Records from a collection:
/---

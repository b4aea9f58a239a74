//! Thin CRUD endpoints for users, posts, and follow edges.
//!
//! These are collaborators of the notification pipeline, not part of it:
//! simple create/read wrappers over the social stores. Creating a post or
//! follow does not submit an event; producers do that explicitly through
//! `POST /api/events`.

use crate::AppState;
use axum::{
    extract::{Extension, Path, Query},
    http::StatusCode,
    response::Json,
};
use herald_social::{
    create_follow, create_post, create_user, delete_follow, get_user, list_followers, list_posts,
    list_users, CreatePostParams, SocialError,
};
use serde::Deserialize;
use serde_json::{json, Value};
use std::sync::Arc;
use uuid::Uuid;

/// Maps a [`SocialError`] to an HTTP status, logging server-side failures.
///
/// Unique-constraint violations surface as `409` so callers can tell "this
/// id is taken" apart from a real failure.
fn social_err_to_status(e: SocialError) -> StatusCode {
    match e {
        SocialError::NotFound(_) => StatusCode::NOT_FOUND,
        SocialError::Database(ref db_err) if is_unique_violation(db_err) => StatusCode::CONFLICT,
        ref err => {
            tracing::error!(error = %err, "social store operation failed");
            StatusCode::INTERNAL_SERVER_ERROR
        }
    }
}

fn is_unique_violation(e: &rusqlite::Error) -> bool {
    matches!(
        e,
        rusqlite::Error::SqliteFailure(info, _)
            if info.code == rusqlite::ErrorCode::ConstraintViolation
    )
}

#[derive(Debug, Deserialize)]
#[serde(rename_all = "camelCase")]
pub struct CreateUserRequest {
    pub user_id: Option<String>,
    pub name: String,
}

/// `POST /api/users`
pub async fn create_user_handler(
    Extension(state): Extension<Arc<AppState>>,
    Json(payload): Json<CreateUserRequest>,
) -> Result<(StatusCode, Json<Value>), StatusCode> {
    if payload.name.trim().is_empty() {
        return Err(StatusCode::BAD_REQUEST);
    }
    let user_id = payload
        .user_id
        .filter(|id| !id.trim().is_empty())
        .unwrap_or_else(|| Uuid::new_v4().to_string());

    let pool = state.pool.clone();
    let user = tokio::task::spawn_blocking(move || {
        let conn = pool.get().map_err(|e| {
            tracing::error!("failed to get db connection: {}", e);
            StatusCode::INTERNAL_SERVER_ERROR
        })?;
        create_user(&conn, &user_id, &payload.name).map_err(social_err_to_status)
    })
    .await
    .map_err(|_| StatusCode::INTERNAL_SERVER_ERROR)??;

    Ok((
        StatusCode::CREATED,
        Json(json!({ "success": true, "data": user })),
    ))
}

/// `GET /api/users`
pub async fn list_users_handler(
    Extension(state): Extension<Arc<AppState>>,
) -> Result<Json<Value>, StatusCode> {
    let pool = state.pool.clone();
    let users = tokio::task::spawn_blocking(move || {
        let conn = pool.get().map_err(|e| {
            tracing::error!("failed to get db connection: {}", e);
            StatusCode::INTERNAL_SERVER_ERROR
        })?;
        list_users(&conn).map_err(social_err_to_status)
    })
    .await
    .map_err(|_| StatusCode::INTERNAL_SERVER_ERROR)??;

    Ok(Json(json!({ "success": true, "data": users })))
}

/// `GET /api/users/{userId}`
pub async fn get_user_handler(
    Extension(state): Extension<Arc<AppState>>,
    Path(user_id): Path<String>,
) -> Result<Json<Value>, StatusCode> {
    let pool = state.pool.clone();
    let user = tokio::task::spawn_blocking(move || {
        let conn = pool.get().map_err(|e| {
            tracing::error!("failed to get db connection: {}", e);
            StatusCode::INTERNAL_SERVER_ERROR
        })?;
        get_user(&conn, &user_id).map_err(social_err_to_status)
    })
    .await
    .map_err(|_| StatusCode::INTERNAL_SERVER_ERROR)??;

    Ok(Json(json!({ "success": true, "data": user })))
}

/// `GET /api/users/{userId}/followers`
pub async fn list_followers_handler(
    Extension(state): Extension<Arc<AppState>>,
    Path(user_id): Path<String>,
) -> Result<Json<Value>, StatusCode> {
    let pool = state.pool.clone();
    let followers = tokio::task::spawn_blocking(move || {
        let conn = pool.get().map_err(|e| {
            tracing::error!("failed to get db connection: {}", e);
            StatusCode::INTERNAL_SERVER_ERROR
        })?;
        list_followers(&conn, &user_id).map_err(social_err_to_status)
    })
    .await
    .map_err(|_| StatusCode::INTERNAL_SERVER_ERROR)??;

    Ok(Json(json!({ "success": true, "data": followers })))
}

#[derive(Debug, Deserialize)]
#[serde(rename_all = "camelCase")]
pub struct CreatePostRequest {
    pub post_id: Option<String>,
    pub author_id: String,
    pub title: String,
}

/// `POST /api/posts`
pub async fn create_post_handler(
    Extension(state): Extension<Arc<AppState>>,
    Json(payload): Json<CreatePostRequest>,
) -> Result<(StatusCode, Json<Value>), StatusCode> {
    if payload.author_id.trim().is_empty() || payload.title.trim().is_empty() {
        return Err(StatusCode::BAD_REQUEST);
    }
    let params = CreatePostParams {
        post_id: payload
            .post_id
            .filter(|id| !id.trim().is_empty())
            .unwrap_or_else(|| Uuid::new_v4().to_string()),
        author_id: payload.author_id,
        title: payload.title,
    };

    let pool = state.pool.clone();
    let post = tokio::task::spawn_blocking(move || {
        let conn = pool.get().map_err(|e| {
            tracing::error!("failed to get db connection: {}", e);
            StatusCode::INTERNAL_SERVER_ERROR
        })?;
        create_post(&conn, &params).map_err(social_err_to_status)
    })
    .await
    .map_err(|_| StatusCode::INTERNAL_SERVER_ERROR)??;

    Ok((
        StatusCode::CREATED,
        Json(json!({ "success": true, "data": post })),
    ))
}

#[derive(Debug, Deserialize)]
#[serde(rename_all = "camelCase")]
pub struct ListPostsParams {
    pub author_id: Option<String>,
}

/// `GET /api/posts?authorId=`
pub async fn list_posts_handler(
    Extension(state): Extension<Arc<AppState>>,
    Query(params): Query<ListPostsParams>,
) -> Result<Json<Value>, StatusCode> {
    let pool = state.pool.clone();
    let posts = tokio::task::spawn_blocking(move || {
        let conn = pool.get().map_err(|e| {
            tracing::error!("failed to get db connection: {}", e);
            StatusCode::INTERNAL_SERVER_ERROR
        })?;
        list_posts(&conn, params.author_id.as_deref()).map_err(social_err_to_status)
    })
    .await
    .map_err(|_| StatusCode::INTERNAL_SERVER_ERROR)??;

    Ok(Json(json!({ "success": true, "data": posts })))
}

#[derive(Debug, Deserialize)]
#[serde(rename_all = "camelCase")]
pub struct FollowRequest {
    pub follower_id: String,
    pub followee_id: String,
}

/// `POST /api/follows`
pub async fn create_follow_handler(
    Extension(state): Extension<Arc<AppState>>,
    Json(payload): Json<FollowRequest>,
) -> Result<(StatusCode, Json<Value>), StatusCode> {
    if payload.follower_id == payload.followee_id {
        return Err(StatusCode::BAD_REQUEST);
    }

    let pool = state.pool.clone();
    let created = tokio::task::spawn_blocking(move || {
        let conn = pool.get().map_err(|e| {
            tracing::error!("failed to get db connection: {}", e);
            StatusCode::INTERNAL_SERVER_ERROR
        })?;
        create_follow(&conn, &payload.follower_id, &payload.followee_id)
            .map_err(social_err_to_status)
    })
    .await
    .map_err(|_| StatusCode::INTERNAL_SERVER_ERROR)??;

    let status = if created {
        StatusCode::CREATED
    } else {
        StatusCode::OK
    };
    Ok((status, Json(json!({ "success": true, "created": created }))))
}

/// `DELETE /api/follows`
pub async fn delete_follow_handler(
    Extension(state): Extension<Arc<AppState>>,
    Json(payload): Json<FollowRequest>,
) -> Result<Json<Value>, StatusCode> {
    let pool = state.pool.clone();
    let removed = tokio::task::spawn_blocking(move || {
        let conn = pool.get().map_err(|e| {
            tracing::error!("failed to get db connection: {}", e);
            StatusCode::INTERNAL_SERVER_ERROR
        })?;
        delete_follow(&conn, &payload.follower_id, &payload.followee_id)
            .map_err(social_err_to_status)
    })
    .await
    .map_err(|_| StatusCode::INTERNAL_SERVER_ERROR)??;

    Ok(Json(json!({ "success": true, "removed": removed })))
}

\---

### Activity
Please set down again, word for word, only the lines from the start of the entries through the line with "Creating a post or", both ends included.

### Result of this task
repository b4aea9f58a239a74
//! Thin CRUD endpoints for users, posts, and follow edges.
//!
//! These are collaborators of the notification pipeline, not part of it:
//! simple create/read wrappers over the social stores. Creating a post or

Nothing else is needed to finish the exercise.